● **What you should do**:
Gather the lines below that include the string "index", copying each in full.

● **The data**:

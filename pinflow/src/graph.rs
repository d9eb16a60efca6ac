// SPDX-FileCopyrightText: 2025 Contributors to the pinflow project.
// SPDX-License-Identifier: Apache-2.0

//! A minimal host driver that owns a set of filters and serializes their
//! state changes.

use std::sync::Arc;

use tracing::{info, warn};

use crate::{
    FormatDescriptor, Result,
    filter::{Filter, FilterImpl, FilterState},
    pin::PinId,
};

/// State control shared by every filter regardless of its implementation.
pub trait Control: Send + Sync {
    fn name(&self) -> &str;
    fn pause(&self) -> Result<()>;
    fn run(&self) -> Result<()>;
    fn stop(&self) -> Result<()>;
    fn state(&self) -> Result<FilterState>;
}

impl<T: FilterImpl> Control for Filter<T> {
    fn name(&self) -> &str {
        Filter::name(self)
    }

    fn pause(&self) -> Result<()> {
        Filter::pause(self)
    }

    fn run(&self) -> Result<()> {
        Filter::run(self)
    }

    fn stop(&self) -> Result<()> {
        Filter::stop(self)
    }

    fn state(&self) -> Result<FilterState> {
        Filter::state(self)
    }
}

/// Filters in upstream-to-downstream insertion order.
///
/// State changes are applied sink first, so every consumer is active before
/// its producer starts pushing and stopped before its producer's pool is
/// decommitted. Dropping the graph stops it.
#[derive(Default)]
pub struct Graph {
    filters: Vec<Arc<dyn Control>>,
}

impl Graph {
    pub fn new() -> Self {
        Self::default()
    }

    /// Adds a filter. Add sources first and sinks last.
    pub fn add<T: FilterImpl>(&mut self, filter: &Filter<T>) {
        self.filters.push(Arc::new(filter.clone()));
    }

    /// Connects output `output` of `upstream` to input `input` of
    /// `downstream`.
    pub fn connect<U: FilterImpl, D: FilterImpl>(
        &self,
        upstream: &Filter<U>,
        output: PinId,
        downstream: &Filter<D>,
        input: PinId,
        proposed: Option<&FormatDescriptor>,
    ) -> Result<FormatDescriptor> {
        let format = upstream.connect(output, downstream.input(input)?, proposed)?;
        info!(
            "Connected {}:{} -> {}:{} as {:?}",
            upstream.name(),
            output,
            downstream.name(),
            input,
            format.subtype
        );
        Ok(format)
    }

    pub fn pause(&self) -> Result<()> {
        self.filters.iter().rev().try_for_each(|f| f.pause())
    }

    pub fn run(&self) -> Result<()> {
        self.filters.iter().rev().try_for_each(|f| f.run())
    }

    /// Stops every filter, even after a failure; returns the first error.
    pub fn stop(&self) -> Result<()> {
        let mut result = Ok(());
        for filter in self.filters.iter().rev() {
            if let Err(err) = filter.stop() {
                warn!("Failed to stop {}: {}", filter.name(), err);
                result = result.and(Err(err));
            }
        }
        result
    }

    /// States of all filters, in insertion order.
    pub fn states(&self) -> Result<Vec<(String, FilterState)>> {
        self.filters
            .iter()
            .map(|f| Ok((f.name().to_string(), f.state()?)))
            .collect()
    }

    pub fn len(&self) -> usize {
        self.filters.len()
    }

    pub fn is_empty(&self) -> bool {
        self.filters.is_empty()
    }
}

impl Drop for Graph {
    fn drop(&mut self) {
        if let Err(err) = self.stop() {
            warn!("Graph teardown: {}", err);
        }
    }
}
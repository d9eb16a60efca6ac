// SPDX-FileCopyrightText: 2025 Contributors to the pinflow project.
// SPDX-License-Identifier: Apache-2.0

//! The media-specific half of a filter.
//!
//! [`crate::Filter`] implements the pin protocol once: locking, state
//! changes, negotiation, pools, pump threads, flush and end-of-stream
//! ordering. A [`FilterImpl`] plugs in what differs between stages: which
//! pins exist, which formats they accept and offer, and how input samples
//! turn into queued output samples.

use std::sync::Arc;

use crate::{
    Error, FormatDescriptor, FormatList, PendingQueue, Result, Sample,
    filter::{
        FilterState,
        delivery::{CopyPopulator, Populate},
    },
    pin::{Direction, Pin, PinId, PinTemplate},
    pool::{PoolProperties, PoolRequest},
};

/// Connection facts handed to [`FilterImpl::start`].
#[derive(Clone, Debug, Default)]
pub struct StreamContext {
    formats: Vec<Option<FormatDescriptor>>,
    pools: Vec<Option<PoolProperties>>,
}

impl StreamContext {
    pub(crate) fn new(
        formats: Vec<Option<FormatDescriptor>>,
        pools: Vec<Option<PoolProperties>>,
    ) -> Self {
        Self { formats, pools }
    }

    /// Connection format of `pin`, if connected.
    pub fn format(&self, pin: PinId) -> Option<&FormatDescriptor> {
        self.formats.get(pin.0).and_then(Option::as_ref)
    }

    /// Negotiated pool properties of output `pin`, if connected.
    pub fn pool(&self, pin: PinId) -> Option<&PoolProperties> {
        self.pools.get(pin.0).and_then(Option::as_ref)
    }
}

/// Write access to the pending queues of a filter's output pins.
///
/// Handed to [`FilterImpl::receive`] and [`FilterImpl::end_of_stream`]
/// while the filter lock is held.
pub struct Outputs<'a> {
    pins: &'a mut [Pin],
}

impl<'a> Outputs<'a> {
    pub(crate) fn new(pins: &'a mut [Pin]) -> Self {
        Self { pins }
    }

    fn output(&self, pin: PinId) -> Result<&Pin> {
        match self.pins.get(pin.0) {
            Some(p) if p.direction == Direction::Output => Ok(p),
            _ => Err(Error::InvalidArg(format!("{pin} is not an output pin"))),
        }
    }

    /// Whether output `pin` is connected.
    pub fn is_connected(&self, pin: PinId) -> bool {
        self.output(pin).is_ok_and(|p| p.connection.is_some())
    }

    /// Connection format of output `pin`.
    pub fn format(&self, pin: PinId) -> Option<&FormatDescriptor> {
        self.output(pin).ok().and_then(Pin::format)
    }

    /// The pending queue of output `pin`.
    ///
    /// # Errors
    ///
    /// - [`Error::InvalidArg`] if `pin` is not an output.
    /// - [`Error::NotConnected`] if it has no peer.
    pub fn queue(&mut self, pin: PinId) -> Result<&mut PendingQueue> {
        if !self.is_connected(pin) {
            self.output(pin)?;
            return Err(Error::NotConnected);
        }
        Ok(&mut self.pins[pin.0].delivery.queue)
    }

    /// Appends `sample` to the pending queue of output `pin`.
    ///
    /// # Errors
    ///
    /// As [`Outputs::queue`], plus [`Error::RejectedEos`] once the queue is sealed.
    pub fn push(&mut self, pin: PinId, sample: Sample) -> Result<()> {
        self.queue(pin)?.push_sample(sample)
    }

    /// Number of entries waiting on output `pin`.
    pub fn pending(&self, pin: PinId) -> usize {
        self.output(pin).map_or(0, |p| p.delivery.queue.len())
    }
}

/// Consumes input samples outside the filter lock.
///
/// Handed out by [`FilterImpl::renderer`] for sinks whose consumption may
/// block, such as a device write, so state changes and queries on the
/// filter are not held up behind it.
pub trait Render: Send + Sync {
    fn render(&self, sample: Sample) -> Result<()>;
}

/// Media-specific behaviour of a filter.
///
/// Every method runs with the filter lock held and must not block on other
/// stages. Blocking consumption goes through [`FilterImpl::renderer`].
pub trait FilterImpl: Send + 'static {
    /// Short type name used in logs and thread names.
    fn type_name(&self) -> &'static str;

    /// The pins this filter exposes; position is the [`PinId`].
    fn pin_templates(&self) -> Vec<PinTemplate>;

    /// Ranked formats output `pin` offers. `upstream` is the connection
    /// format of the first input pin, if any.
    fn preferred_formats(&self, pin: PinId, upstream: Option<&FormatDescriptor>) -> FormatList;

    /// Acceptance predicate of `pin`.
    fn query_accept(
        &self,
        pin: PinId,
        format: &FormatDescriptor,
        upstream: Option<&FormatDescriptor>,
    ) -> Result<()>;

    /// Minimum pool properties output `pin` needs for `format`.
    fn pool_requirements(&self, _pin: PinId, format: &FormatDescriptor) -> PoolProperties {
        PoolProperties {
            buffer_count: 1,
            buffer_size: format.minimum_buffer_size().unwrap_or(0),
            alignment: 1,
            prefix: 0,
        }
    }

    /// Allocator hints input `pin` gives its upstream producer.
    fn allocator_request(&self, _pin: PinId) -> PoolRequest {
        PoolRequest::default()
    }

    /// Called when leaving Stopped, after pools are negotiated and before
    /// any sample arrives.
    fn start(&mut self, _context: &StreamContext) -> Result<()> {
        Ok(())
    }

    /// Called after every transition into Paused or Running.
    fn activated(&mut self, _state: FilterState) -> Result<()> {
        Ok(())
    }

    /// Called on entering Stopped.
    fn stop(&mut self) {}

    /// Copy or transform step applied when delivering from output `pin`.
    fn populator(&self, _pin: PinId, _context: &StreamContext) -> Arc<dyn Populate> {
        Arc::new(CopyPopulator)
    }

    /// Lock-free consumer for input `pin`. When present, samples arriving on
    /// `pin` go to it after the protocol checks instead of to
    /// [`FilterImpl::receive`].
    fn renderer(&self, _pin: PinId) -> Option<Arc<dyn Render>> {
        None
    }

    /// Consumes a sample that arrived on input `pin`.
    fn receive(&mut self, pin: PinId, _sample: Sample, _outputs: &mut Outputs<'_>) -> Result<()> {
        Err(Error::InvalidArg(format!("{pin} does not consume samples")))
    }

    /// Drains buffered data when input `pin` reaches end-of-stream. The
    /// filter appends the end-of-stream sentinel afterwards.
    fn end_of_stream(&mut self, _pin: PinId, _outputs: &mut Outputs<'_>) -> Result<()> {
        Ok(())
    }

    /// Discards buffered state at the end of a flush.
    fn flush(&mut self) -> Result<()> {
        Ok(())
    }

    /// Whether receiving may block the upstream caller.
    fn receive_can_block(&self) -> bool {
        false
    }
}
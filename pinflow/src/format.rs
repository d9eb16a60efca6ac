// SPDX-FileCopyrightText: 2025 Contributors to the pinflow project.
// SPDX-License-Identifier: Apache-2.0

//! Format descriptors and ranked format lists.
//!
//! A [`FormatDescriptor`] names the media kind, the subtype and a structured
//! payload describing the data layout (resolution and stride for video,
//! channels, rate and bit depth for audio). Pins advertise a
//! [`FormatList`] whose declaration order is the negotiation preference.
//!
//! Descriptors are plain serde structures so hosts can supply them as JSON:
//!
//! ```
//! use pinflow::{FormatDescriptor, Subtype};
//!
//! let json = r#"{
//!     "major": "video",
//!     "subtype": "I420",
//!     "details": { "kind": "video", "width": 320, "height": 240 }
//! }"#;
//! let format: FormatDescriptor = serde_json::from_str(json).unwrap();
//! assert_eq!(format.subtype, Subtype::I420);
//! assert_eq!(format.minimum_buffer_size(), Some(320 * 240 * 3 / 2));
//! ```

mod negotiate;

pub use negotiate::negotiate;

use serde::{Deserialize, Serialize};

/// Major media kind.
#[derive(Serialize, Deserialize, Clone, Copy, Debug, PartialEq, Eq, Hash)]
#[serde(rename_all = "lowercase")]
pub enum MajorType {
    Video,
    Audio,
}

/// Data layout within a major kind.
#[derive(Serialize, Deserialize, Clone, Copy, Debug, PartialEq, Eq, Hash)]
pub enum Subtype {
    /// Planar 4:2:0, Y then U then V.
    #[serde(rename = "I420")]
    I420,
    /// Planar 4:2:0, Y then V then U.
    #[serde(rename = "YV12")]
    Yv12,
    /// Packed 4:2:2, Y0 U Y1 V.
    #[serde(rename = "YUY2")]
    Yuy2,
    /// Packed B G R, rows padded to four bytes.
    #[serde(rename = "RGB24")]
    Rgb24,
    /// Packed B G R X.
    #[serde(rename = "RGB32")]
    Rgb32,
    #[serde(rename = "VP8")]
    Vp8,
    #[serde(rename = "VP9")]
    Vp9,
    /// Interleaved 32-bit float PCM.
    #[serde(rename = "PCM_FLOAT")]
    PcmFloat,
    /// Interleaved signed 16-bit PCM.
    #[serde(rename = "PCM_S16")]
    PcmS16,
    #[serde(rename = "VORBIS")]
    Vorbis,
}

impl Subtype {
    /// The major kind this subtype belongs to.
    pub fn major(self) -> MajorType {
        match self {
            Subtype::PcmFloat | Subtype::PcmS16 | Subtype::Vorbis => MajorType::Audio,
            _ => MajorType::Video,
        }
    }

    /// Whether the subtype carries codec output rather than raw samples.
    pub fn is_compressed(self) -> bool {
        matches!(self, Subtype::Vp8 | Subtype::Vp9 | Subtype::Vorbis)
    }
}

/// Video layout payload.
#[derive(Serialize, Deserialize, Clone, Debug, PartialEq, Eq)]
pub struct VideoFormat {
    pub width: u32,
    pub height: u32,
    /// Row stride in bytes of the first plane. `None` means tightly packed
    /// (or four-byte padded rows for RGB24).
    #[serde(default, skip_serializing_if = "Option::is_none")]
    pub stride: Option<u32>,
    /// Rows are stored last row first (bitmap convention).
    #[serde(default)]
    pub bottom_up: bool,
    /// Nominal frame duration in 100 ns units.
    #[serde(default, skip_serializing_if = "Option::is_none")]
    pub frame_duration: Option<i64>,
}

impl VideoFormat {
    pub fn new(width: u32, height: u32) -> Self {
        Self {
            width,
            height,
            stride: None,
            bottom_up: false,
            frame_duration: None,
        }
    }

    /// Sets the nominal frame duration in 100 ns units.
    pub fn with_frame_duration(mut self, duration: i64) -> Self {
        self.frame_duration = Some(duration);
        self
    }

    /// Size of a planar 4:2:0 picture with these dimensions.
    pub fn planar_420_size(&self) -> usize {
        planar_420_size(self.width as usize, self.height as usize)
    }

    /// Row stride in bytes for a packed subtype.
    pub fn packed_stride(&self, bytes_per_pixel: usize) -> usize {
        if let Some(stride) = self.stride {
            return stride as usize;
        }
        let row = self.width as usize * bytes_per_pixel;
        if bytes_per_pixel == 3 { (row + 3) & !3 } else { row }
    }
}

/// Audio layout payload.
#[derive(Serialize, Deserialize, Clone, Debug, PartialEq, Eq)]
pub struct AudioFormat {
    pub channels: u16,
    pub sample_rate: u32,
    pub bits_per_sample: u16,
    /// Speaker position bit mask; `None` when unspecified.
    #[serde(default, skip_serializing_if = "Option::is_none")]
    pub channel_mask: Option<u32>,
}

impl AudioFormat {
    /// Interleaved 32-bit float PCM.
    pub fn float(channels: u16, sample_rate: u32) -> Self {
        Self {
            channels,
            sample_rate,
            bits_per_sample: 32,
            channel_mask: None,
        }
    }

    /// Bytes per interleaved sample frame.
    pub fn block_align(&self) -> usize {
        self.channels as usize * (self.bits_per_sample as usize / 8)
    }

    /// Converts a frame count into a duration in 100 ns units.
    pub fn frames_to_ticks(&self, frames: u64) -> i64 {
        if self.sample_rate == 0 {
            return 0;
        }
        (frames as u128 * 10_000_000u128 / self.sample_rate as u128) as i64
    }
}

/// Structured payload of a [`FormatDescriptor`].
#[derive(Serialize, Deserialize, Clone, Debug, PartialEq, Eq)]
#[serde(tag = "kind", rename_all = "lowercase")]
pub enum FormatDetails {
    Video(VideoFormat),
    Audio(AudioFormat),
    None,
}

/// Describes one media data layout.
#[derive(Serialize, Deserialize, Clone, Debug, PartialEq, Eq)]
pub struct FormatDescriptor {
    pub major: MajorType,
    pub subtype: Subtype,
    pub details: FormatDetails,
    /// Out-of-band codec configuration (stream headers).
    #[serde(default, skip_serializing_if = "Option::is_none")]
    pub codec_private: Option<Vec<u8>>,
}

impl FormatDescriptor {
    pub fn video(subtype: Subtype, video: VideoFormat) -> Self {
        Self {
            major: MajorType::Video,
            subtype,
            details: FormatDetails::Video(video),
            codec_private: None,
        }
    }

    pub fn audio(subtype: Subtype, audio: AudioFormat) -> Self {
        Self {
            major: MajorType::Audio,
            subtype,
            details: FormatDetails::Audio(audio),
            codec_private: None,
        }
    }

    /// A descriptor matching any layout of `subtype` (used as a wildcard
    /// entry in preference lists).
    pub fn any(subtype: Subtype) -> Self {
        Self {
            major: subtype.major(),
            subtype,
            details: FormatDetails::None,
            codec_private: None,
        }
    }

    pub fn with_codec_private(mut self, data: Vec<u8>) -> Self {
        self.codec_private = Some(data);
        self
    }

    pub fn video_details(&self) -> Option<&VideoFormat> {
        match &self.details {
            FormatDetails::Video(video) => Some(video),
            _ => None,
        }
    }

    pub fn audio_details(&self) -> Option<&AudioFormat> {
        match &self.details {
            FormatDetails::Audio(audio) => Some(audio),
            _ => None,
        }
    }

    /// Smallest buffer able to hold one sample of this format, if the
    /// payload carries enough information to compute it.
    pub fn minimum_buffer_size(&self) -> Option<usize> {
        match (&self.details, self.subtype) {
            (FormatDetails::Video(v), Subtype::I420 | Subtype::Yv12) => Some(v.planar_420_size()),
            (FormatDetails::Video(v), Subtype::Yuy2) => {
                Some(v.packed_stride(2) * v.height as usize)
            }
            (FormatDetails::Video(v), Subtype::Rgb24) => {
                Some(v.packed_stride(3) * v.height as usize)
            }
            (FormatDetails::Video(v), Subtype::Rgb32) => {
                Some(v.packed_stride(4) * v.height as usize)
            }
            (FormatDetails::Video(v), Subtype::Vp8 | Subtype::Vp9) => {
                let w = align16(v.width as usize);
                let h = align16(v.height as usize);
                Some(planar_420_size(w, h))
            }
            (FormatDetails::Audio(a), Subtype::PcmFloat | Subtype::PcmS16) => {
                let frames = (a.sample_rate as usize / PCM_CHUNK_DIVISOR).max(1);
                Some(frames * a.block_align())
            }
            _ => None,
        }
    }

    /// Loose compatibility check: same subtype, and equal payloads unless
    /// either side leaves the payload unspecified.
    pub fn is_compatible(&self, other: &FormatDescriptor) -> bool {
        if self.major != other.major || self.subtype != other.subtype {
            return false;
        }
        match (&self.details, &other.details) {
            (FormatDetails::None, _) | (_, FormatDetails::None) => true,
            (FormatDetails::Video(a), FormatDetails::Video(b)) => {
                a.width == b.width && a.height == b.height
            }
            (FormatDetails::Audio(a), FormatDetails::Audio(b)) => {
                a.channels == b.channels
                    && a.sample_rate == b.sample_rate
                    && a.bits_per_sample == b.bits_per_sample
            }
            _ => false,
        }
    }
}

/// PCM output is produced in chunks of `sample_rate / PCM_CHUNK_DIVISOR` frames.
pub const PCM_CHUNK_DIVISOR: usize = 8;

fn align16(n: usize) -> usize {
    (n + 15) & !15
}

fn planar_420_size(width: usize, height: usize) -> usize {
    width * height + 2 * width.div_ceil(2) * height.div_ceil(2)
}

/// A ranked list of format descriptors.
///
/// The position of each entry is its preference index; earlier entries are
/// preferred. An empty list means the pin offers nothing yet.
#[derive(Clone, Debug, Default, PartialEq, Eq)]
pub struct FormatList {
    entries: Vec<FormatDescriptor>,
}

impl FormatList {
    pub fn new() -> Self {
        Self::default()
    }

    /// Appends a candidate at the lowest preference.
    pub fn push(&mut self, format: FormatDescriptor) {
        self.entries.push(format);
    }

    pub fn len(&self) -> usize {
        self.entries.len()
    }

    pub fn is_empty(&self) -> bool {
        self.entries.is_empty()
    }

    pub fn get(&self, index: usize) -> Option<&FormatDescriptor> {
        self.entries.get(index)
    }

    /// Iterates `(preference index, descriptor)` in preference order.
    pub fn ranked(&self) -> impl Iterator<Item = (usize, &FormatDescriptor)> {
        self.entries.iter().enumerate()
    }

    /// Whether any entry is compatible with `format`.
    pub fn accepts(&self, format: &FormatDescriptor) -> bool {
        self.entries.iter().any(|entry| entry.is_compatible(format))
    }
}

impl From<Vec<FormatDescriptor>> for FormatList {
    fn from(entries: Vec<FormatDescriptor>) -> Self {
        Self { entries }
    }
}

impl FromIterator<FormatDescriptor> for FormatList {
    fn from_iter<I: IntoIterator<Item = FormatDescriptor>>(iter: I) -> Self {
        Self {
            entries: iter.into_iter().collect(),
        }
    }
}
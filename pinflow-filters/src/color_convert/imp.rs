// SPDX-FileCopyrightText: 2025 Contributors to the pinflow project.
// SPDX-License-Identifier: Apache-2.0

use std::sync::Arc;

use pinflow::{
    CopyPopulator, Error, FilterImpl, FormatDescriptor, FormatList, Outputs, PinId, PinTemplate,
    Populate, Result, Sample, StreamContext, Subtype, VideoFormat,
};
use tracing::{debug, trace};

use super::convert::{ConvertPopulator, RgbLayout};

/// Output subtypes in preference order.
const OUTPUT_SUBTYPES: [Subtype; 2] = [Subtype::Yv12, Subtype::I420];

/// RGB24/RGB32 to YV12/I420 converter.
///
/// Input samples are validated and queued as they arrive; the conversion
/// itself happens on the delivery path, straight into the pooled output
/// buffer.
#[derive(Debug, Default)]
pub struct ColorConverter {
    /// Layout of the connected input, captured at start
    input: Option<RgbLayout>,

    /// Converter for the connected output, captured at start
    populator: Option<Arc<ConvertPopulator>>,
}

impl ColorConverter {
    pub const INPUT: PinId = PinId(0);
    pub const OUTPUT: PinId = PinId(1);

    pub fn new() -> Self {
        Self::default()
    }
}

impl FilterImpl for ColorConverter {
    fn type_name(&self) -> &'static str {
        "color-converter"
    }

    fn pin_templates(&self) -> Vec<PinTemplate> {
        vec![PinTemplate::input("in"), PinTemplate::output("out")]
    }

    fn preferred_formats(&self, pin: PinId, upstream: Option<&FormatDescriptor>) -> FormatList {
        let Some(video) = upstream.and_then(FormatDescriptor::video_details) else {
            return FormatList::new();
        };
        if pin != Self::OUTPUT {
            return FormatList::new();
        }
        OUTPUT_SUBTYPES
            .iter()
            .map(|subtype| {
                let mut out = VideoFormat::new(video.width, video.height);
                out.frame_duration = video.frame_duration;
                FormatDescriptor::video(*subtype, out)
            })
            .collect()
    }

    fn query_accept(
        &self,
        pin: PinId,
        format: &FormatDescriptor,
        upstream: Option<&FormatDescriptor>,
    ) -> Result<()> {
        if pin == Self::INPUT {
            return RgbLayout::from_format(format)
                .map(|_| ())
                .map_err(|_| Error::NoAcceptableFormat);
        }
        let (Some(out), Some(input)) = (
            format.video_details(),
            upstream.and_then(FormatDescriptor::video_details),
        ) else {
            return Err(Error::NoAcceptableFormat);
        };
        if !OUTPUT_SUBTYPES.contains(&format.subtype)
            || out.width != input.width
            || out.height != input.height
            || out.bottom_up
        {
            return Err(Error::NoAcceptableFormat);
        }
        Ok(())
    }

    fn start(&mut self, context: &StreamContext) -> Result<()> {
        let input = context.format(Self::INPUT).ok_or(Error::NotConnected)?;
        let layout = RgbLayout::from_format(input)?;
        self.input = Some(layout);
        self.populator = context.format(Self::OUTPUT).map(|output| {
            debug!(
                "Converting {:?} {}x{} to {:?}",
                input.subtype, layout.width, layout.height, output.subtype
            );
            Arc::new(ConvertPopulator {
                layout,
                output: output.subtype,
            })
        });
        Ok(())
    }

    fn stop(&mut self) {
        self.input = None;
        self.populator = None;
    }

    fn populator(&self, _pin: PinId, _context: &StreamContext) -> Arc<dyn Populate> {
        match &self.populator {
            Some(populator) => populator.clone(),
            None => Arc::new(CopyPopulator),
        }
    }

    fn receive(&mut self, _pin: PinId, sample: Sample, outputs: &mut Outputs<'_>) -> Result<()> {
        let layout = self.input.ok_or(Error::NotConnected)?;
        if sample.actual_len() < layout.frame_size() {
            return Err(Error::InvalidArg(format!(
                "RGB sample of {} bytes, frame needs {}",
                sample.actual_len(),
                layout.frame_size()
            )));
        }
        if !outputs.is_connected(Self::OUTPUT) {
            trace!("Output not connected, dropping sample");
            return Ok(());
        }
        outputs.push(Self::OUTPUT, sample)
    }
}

● **Written response**:
/// The position of each entry is its preference index; earlier entries are
    pub fn get(&self, index: usize) -> Option<&FormatDescriptor> {
        self.entries.get(index)
    /// Iterates `(preference index, descriptor)` in preference order.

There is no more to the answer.